» **What is expected**: Take every line of the material and reproduce it exactly.
Information section start
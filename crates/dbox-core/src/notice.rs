//! Transient status and error messages.

use std::time::{Duration, Instant};

#[derive(Debug, Clone, Copy, PartialEq, Eq)]
pub enum NoticeKind {
    Status,
    Error,
}

/// A message together with the moment it was posted.
#[derive(Debug, Clone, PartialEq, Eq)]
pub struct Notice {
    pub kind: NoticeKind,
    pub text: String,
    posted_at: Instant,
}

impl Notice {
    pub fn posted_at(&self) -> Instant {
        self.posted_at
    }
}

/// The latest status and the latest error, each with its own lifetime.
///
/// Posting replaces the previous message of the same kind. While an error
/// is inside its window it hides any status message.
#[derive(Debug, Clone)]
pub struct Notices {
    status: Option<Notice>,
    error: Option<Notice>,
    status_ttl: Duration,
    error_ttl: Duration,
}

impl Notices {
    pub fn new(status_ttl: Duration, error_ttl: Duration) -> Self {
        Self {
            status: None,
            error: None,
            status_ttl,
            error_ttl,
        }
    }

    pub fn with_status(self, text: impl Into<String>, now: Instant) -> Self {
        Self {
            status: Some(Notice {
                kind: NoticeKind::Status,
                text: text.into(),
                posted_at: now,
            }),
            ..self
        }
    }

    pub fn with_error(self, text: impl Into<String>, now: Instant) -> Self {
        Self {
            error: Some(Notice {
                kind: NoticeKind::Error,
                text: text.into(),
                posted_at: now,
            }),
            ..self
        }
    }

    /// The message to show at `now`, if any.
    pub fn visible(&self, now: Instant) -> Option<&Notice> {
        fn live(notice: &Option<Notice>, ttl: Duration, now: Instant) -> Option<&Notice> {
            notice
                .as_ref()
                .filter(|n| now.saturating_duration_since(n.posted_at) < ttl)
        }
        live(&self.error, self.error_ttl, now).or_else(|| live(&self.status, self.status_ttl, now))
    }
}

impl Default for Notices {
    fn default() -> Self {
        Self::new(Duration::from_secs(3), Duration::from_secs(5))
    }
}
//! Navigation logic for dbox.
//!
//! This module contains the [`panel::NavigationState`] (current folder,
//! cursor, selection), the [`cache::ListingCache`] of fetched folders, and
//! the listing [`filter::sort_entries`] rule.

pub mod cache;
pub mod filter;
pub mod panel;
Information section end
» **Your solution**:
filename crates/dbox-core/src/notice.rs
//! Transient status and error messages.

use std::time::{Duration, Instant};

#[derive(Debug, Clone, Copy, PartialEq, Eq)]
pub enum NoticeKind {
    Status,
    Error,
}

/// A message together with the moment it was posted.
#[derive(Debug, Clone, PartialEq, Eq)]
pub struct Notice {
    pub kind: NoticeKind,
    pub text: String,
    posted_at: Instant,
}

impl Notice {
    pub fn posted_at(&self) -> Instant {
        self.posted_at
    }
}

/// The latest status and the latest error, each with its own lifetime.
///
/// Posting replaces the previous message of the same kind. While an error
/// is inside its window it hides any status message.
#[derive(Debug, Clone)]
pub struct Notices {
    status: Option<Notice>,
    error: Option<Notice>,
    status_ttl: Duration,
    error_ttl: Duration,
}

impl Notices {
    pub fn new(status_ttl: Duration, error_ttl: Duration) -> Self {
        Self {
            status: None,
            error: None,
            status_ttl,
            error_ttl,
        }
    }

    pub fn with_status(self, text: impl Into<String>, now: Instant) -> Self {
        Self {
            status: Some(Notice {
                kind: NoticeKind::Status,
                text: text.into(),
                posted_at: now,
            }),
            ..self
        }
    }

    pub fn with_error(self, text: impl Into<String>, now: Instant) -> Self {
        Self {
            error: Some(Notice {
                kind: NoticeKind::Error,
                text: text.into(),
                posted_at: now,
            }),
            ..self
        }
    }

    /// The message to show at `now`, if any.
    pub fn visible(&self, now: Instant) -> Option<&Notice> {
        fn live(notice: &Option<Notice>, ttl: Duration, now: Instant) -> Option<&Notice> {
            notice
                .as_ref()
                .filter(|n| now.saturating_duration_since(n.posted_at) < ttl)
        }
        live(&self.error, self.error_ttl, now).or_else(|| live(&self.status, self.status_ttl, now))
    }
}

impl Default for Notices {
    fn default() -> Self {
        Self::new(Duration::from_secs(3), Duration::from_secs(5))
    }
}
//! Navigation logic for dbox.
//!
//! This module contains the [`panel::NavigationState`] (current folder,
//! cursor, selection), the [`cache::ListingCache`] of fetched folders, and
//! the listing [`filter::sort_entries`] rule.

pub mod cache;
pub mod filter;
pub mod panel;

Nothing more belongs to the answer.